■ Saved entries ■
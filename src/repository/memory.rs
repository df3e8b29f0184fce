//! In-memory [`MemberStore`].
//!
//! Mirrors the PostgreSQL store's ordering and NULL semantics: NULL sorts as
//! the largest value, so it comes last ascending and first descending.

use std::cmp::Ordering;
use std::sync::atomic::{AtomicU64, Ordering as AtomicOrdering};

use async_trait::async_trait;
use parking_lot::RwLock;
use tracing::debug;

use super::MemberStore;
use crate::error::{MemberSearchError, Result};
use crate::models::{Member, MemberChanges, MemberTeamDto, NewMember, NewTeam, Team};
use crate::search::predicates::matches_all;
use crate::search::{PageRequest, Predicate, Sort, SortDirection, SortProperty};

/// Round trips served since creation or the last [`InMemoryMemberStore::reset_stats`]
#[derive(Debug, Clone, Copy, Default, PartialEq, Eq)]
pub struct StoreStats {
    pub content_queries: u64,
    pub count_queries: u64,
}

#[derive(Debug, Default)]
struct Tables {
    teams: Vec<Team>,
    members: Vec<Member>,
    next_team_id: i64,
    next_member_id: i64,
}

impl Tables {
    fn team_name(&self, team_id: Option<i64>) -> Option<String> {
        let team_id = team_id?;
        self.teams
            .iter()
            .find(|t| t.team_id == team_id)
            .map(|t| t.name.clone())
    }

    fn ensure_team(&self, team_id: Option<i64>) -> Result<()> {
        match team_id {
            Some(id) if !self.teams.iter().any(|t| t.team_id == id) => Err(
                MemberSearchError::Internal(format!("team {id} does not exist")),
            ),
            _ => Ok(()),
        }
    }

    fn joined(&self) -> impl Iterator<Item = MemberTeamDto> + '_ {
        self.members.iter().map(|m| {
            let team_name = self.team_name(m.team_id);
            MemberTeamDto {
                member_id: m.member_id,
                username: m.username.clone(),
                age: m.age,
                // Outer join: team columns are NULL together when the team is missing
                team_id: team_name.as_ref().and(m.team_id),
                team_name,
            }
        })
    }
}

#[derive(Debug, Default)]
pub struct InMemoryMemberStore {
    tables: RwLock<Tables>,
    content_queries: AtomicU64,
    count_queries: AtomicU64,
}

impl InMemoryMemberStore {
    pub fn new() -> Self {
        Self::default()
    }

    pub fn stats(&self) -> StoreStats {
        StoreStats {
            content_queries: self.content_queries.load(AtomicOrdering::Relaxed),
            count_queries: self.count_queries.load(AtomicOrdering::Relaxed),
        }
    }

    pub fn reset_stats(&self) {
        self.content_queries.store(0, AtomicOrdering::Relaxed);
        self.count_queries.store(0, AtomicOrdering::Relaxed);
    }
}

/// NULL compares greater than any value
fn nulls_high<T: Ord>(a: &Option<T>, b: &Option<T>) -> Ordering {
    match (a, b) {
        (Some(a), Some(b)) => a.cmp(b),
        (None, None) => Ordering::Equal,
        (None, Some(_)) => Ordering::Greater,
        (Some(_), None) => Ordering::Less,
    }
}

fn compare_rows(a: &MemberTeamDto, b: &MemberTeamDto, sort: Option<Sort>) -> Ordering {
    let primary = match sort {
        None => Ordering::Equal,
        Some(sort) => {
            let ordering = match sort.property {
                SortProperty::Id => a.member_id.cmp(&b.member_id),
                SortProperty::Username => nulls_high(&a.username, &b.username),
                SortProperty::Age => a.age.cmp(&b.age),
                SortProperty::TeamName => nulls_high(&a.team_name, &b.team_name),
            };
            match sort.direction {
                SortDirection::Asc => ordering,
                SortDirection::Desc => ordering.reverse(),
            }
        }
    };

    primary.then_with(|| a.member_id.cmp(&b.member_id))
}

#[async_trait]
impl MemberStore for InMemoryMemberStore {
    async fn fetch_member_teams(
        &self,
        predicates: &[Predicate],
        page: Option<&PageRequest>,
    ) -> Result<Vec<MemberTeamDto>> {
        self.content_queries.fetch_add(1, AtomicOrdering::Relaxed);

        let mut rows: Vec<MemberTeamDto> = {
            let tables = self.tables.read();
            tables
                .joined()
                .filter(|row| matches_all(predicates, row))
                .collect()
        };
        rows.sort_by(|a, b| compare_rows(a, b, page.and_then(|p| p.sort())));

        let rows = match page {
            Some(page) => {
                let offset = usize::try_from(page.offset()).unwrap_or(usize::MAX);
                rows.into_iter()
                    .skip(offset)
                    .take(page.size() as usize)
                    .collect()
            }
            None => rows,
        };

        debug!(
            predicate_count = predicates.len(),
            row_count = rows.len(),
            "In-memory member/team fetch"
        );
        Ok(rows)
    }

    async fn count_member_teams(&self, predicates: &[Predicate]) -> Result<u64> {
        self.count_queries.fetch_add(1, AtomicOrdering::Relaxed);

        let tables = self.tables.read();
        let total = tables
            .joined()
            .filter(|row| matches_all(predicates, row))
            .count() as u64;

        debug!(predicate_count = predicates.len(), total = total, "In-memory member/team count");
        Ok(total)
    }

    async fn save_team(&self, team: NewTeam) -> Result<Team> {
        let mut tables = self.tables.write();
        tables.next_team_id += 1;
        let team = Team {
            team_id: tables.next_team_id,
            name: team.name,
        };
        tables.teams.push(team.clone());
        Ok(team)
    }

    async fn save_member(&self, member: NewMember) -> Result<Member> {
        let mut tables = self.tables.write();
        tables.ensure_team(member.team_id)?;
        tables.next_member_id += 1;
        let member = Member {
            member_id: tables.next_member_id,
            username: member.username,
            age: member.age,
            team_id: member.team_id,
        };
        tables.members.push(member.clone());
        Ok(member)
    }

    async fn find_member_by_id(&self, member_id: i64) -> Result<Option<Member>> {
        let tables = self.tables.read();
        Ok(tables
            .members
            .iter()
            .find(|m| m.member_id == member_id)
            .cloned())
    }

    async fn find_all_members(&self) -> Result<Vec<Member>> {
        Ok(self.tables.read().members.clone())
    }

    async fn find_members_by_username(&self, username: &str) -> Result<Vec<Member>> {
        let tables = self.tables.read();
        Ok(tables
            .members
            .iter()
            .filter(|m| m.username.as_deref() == Some(username))
            .cloned()
            .collect())
    }

    async fn update_member(
        &self,
        member_id: i64,
        changes: MemberChanges,
    ) -> Result<Option<Member>> {
        let mut tables = self.tables.write();
        if let Some(team_id) = changes.team_id {
            tables.ensure_team(team_id)?;
        }

        let Some(member) = tables.members.iter_mut().find(|m| m.member_id == member_id) else {
            return Ok(None);
        };
        changes.apply_to(member);
        Ok(Some(member.clone()))
    }

    async fn delete_member(&self, member_id: i64) -> Result<bool> {
        let mut tables = self.tables.write();
        let before = tables.members.len();
        tables.members.retain(|m| m.member_id != member_id);
        Ok(tables.members.len() < before)
    }

    async fn find_team_by_id(&self, team_id: i64) -> Result<Option<Team>> {
        let tables = self.tables.read();
        Ok(tables.teams.iter().find(|t| t.team_id == team_id).cloned())
    }

    async fn find_team_members(&self, team_id: i64) -> Result<Vec<Member>> {
        let tables = self.tables.read();
        Ok(tables
            .members
            .iter()
            .filter(|m| m.team_id == Some(team_id))
            .cloned()
            .collect())
    }

    async fn ping(&self) -> Result<()> {
        Ok(())
    }
}
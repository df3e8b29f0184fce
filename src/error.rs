//! Error types for member search.

use thiserror::Error;

#[derive(Debug, Error)]
pub enum MemberSearchError {
    #[error("Database error: {0}")]
    Database(#[from] sqlx::Error),
    #[error("Configuration error: {0}")]
    Configuration(String),
    #[error("Invalid page request: {0}")]
    InvalidPageRequest(String),
    #[error("Invalid sort: {0}")]
    InvalidSort(String),
    #[error("Internal error: {0}")]
    Internal(String),
}

impl From<config::ConfigError> for MemberSearchError {
    fn from(err: config::ConfigError) -> Self {
        MemberSearchError::Configuration(err.to_string())
    }
}

impl From<sqlx::migrate::MigrateError> for MemberSearchError {
    fn from(err: sqlx::migrate::MigrateError) -> Self {
        MemberSearchError::Database(sqlx::Error::Migrate(Box::new(err)))
    }
}

pub type Result<T> = std::result::Result<T, MemberSearchError>;

#[cfg(test)]
mod tests {
    use super::*;

    #[test]
    fn test_error_display() {
        let err = MemberSearchError::InvalidSort("unknown property 'height'".to_string());
        assert_eq!(err.to_string(), "Invalid sort: unknown property 'height'");

        let err = MemberSearchError::Database(sqlx::Error::RowNotFound);
        assert!(err.to_string().starts_with("Database error:"));
    }
}
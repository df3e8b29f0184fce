//! Sample data for local runs.

use tracing::info;

use crate::error::Result;
use crate::models::{NewMember, NewTeam};
use crate::repository::MemberStore;

/// Create `teamA` and `teamB`, then `member0..member{count-1}` with age equal
/// to the index. Even indexes join teamA, odd ones teamB.
pub async fn seed_sample_data<S: MemberStore + ?Sized>(store: &S, member_count: u32) -> Result<()> {
    let team_a = store.save_team(NewTeam::new("teamA")).await?;
    let team_b = store.save_team(NewTeam::new("teamB")).await?;

    for i in 0..member_count {
        let team = if i % 2 == 0 { &team_a } else { &team_b };
        let age = i32::try_from(i).unwrap_or(i32::MAX);
        store
            .save_member(NewMember::with_team(format!("member{i}"), age, team.team_id))
            .await?;
    }

    info!(
        member_count = member_count,
        team_count = 2,
        "Sample data seeded"
    );
    Ok(())
}

#[cfg(test)]
mod tests {
    use super::*;
    use crate::repository::InMemoryMemberStore;
    use crate::search::{MemberSearchCondition, MemberSearchService, PageRequest};
    use std::sync::Arc;

    #[tokio::test]
    async fn test_seed_layout() {
        let store = Arc::new(InMemoryMemberStore::new());
        seed_sample_data(store.as_ref(), 100).await.unwrap();

        let members = store.find_all_members().await.unwrap();
        assert_eq!(members.len(), 100);
        assert_eq!(members[7].username.as_deref(), Some("member7"));
        assert_eq!(members[7].age, 7);

        let service = MemberSearchService::new(Arc::clone(&store));
        let team_a = service
            .search(&MemberSearchCondition::new().team_name("teamA"))
            .await
            .unwrap();
        assert_eq!(team_a.len(), 50);
        assert!(team_a.iter().all(|row| row.age % 2 == 0));
    }

    #[tokio::test]
    async fn test_seeded_page_counts() {
        let store = Arc::new(InMemoryMemberStore::new());
        seed_sample_data(store.as_ref(), 100).await.unwrap();
        let service = MemberSearchService::new(store);

        let condition = MemberSearchCondition::new().age_goe(10).age_loe(19);
        let page = service
            .search_page_complex(&condition, &PageRequest::of(0, 20).unwrap())
            .await
            .unwrap();
        assert_eq!(page.total_elements, 10);
        assert_eq!(page.content.len(), 10);
    }
}
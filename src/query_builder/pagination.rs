/// LIMIT/OFFSET window applied to a query
#[derive(Debug, Clone, Copy, PartialEq, Eq)]
pub struct Pagination {
    pub limit: Option<u32>,
    pub offset: Option<u64>,
}

impl Pagination {
    /// Create pagination from a zero-based page index and page size
    pub fn new(page: u32, per_page: u32) -> Self {
        Self::limit_offset(per_page, u64::from(page) * u64::from(per_page))
    }

    /// Create pagination with only limit
    pub fn limit_only(limit: u32) -> Self {
        Self {
            limit: Some(limit),
            offset: None,
        }
    }

    /// Create pagination with only offset
    pub fn offset_only(offset: u64) -> Self {
        Self {
            limit: None,
            offset: Some(offset),
        }
    }

    /// Create pagination with both limit and offset
    pub fn limit_offset(limit: u32, offset: u64) -> Self {
        Self {
            limit: Some(limit),
            offset: Some(offset),
        }
    }

    /// Convert to SQL string
    pub fn to_sql(&self) -> String {
        let mut sql = String::new();

        if let Some(limit) = self.limit {
            sql.push_str(&format!(" LIMIT {limit}"));
        }

        if let Some(offset) = self.offset {
            sql.push_str(&format!(" OFFSET {offset}"));
        }

        sql
    }
}
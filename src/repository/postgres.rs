//! PostgreSQL [`MemberStore`] built on SQLx.

use async_trait::async_trait;
use sqlx::PgPool;
use tracing::debug;

use super::MemberStore;
use crate::error::{MemberSearchError, Result};
use crate::models::{Member, MemberChanges, MemberTeamDto, NewMember, NewTeam, Team};
use crate::query_builder::{OrderDirection, QueryBuilder};
use crate::search::{PageRequest, Predicate, SortDirection, SortProperty};

const MEMBER_TEAM_COLUMNS: &[&str] = &[
    "m.member_id",
    "m.username",
    "m.age",
    "t.team_id",
    "t.name AS team_name",
];

const ID_ORDER_COLUMN: &str = "m.member_id";

fn sort_column(property: SortProperty) -> &'static str {
    match property {
        SortProperty::Id => ID_ORDER_COLUMN,
        SortProperty::Username => "m.username",
        SortProperty::Age => "m.age",
        SortProperty::TeamName => "t.name",
    }
}

/// `member m LEFT OUTER JOIN team t` restricted by the predicates
pub(crate) fn member_team_query(predicates: &[Predicate]) -> QueryBuilder {
    QueryBuilder::new("member m")
        .select(MEMBER_TEAM_COLUMNS)
        .left_join("team t", "m.team_id = t.team_id")
        .where_all(predicates.iter().map(Predicate::to_condition))
}

/// Content query: ordered, windowed when a page is given
pub(crate) fn member_team_page_query(
    predicates: &[Predicate],
    page: Option<&PageRequest>,
) -> QueryBuilder {
    let mut query = member_team_query(predicates);

    if let Some(sort) = page.and_then(PageRequest::sort) {
        if sort.property != SortProperty::Id {
            let direction = match sort.direction {
                SortDirection::Asc => OrderDirection::Asc,
                SortDirection::Desc => OrderDirection::Desc,
            };
            query = query.order_by(sort_column(sort.property), direction);
        } else if sort.direction == SortDirection::Desc {
            return apply_window(query.order_desc(ID_ORDER_COLUMN), page);
        }
    }

    apply_window(query.order_asc(ID_ORDER_COLUMN), page)
}

fn apply_window(query: QueryBuilder, page: Option<&PageRequest>) -> QueryBuilder {
    match page {
        Some(page) => query.window(page.size(), page.offset()),
        None => query,
    }
}

#[derive(Debug, Clone)]
pub struct PgMemberStore {
    pool: PgPool,
}

impl PgMemberStore {
    pub fn new(pool: PgPool) -> Self {
        Self { pool }
    }

    pub fn pool(&self) -> &PgPool {
        &self.pool
    }
}

#[async_trait]
impl MemberStore for PgMemberStore {
    async fn fetch_member_teams(
        &self,
        predicates: &[Predicate],
        page: Option<&PageRequest>,
    ) -> Result<Vec<MemberTeamDto>> {
        let query = member_team_page_query(predicates, page);
        debug!(sql = %query.build_sql(), "Fetching member/team rows");

        let rows = query.fetch_all::<MemberTeamDto>(&self.pool).await?;
        Ok(rows)
    }

    async fn count_member_teams(&self, predicates: &[Predicate]) -> Result<u64> {
        let query = member_team_query(predicates);
        debug!(sql = %query.count_query().build_sql(), "Counting member/team rows");

        let total = query.count(&self.pool).await?;
        u64::try_from(total)
            .map_err(|_| MemberSearchError::Internal(format!("negative row count {total}")))
    }

    async fn save_team(&self, team: NewTeam) -> Result<Team> {
        Ok(Team::create(&self.pool, team).await?)
    }

    async fn save_member(&self, member: NewMember) -> Result<Member> {
        Ok(Member::create(&self.pool, member).await?)
    }

    async fn find_member_by_id(&self, member_id: i64) -> Result<Option<Member>> {
        Ok(Member::find_by_id(&self.pool, member_id).await?)
    }

    async fn find_all_members(&self) -> Result<Vec<Member>> {
        Ok(Member::list_all(&self.pool).await?)
    }

    async fn find_members_by_username(&self, username: &str) -> Result<Vec<Member>> {
        Ok(Member::find_by_username(&self.pool, username).await?)
    }

    async fn update_member(
        &self,
        member_id: i64,
        changes: MemberChanges,
    ) -> Result<Option<Member>> {
        Ok(Member::update(&self.pool, member_id, &changes).await?)
    }

    async fn delete_member(&self, member_id: i64) -> Result<bool> {
        Ok(Member::delete(&self.pool, member_id).await?)
    }

    async fn find_team_by_id(&self, team_id: i64) -> Result<Option<Team>> {
        Ok(Team::find_by_id(&self.pool, team_id).await?)
    }

    async fn find_team_members(&self, team_id: i64) -> Result<Vec<Member>> {
        Ok(Member::find_by_team(&self.pool, team_id).await?)
    }

    async fn ping(&self) -> Result<()> {
        sqlx::query("SELECT 1").execute(&self.pool).await?;
        Ok(())
    }
}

■ Problem statement ■
For every line of the records that includes the string "SortDirection", add one to a tally; the answer is that tally alone.

■ Solution to this task ■
7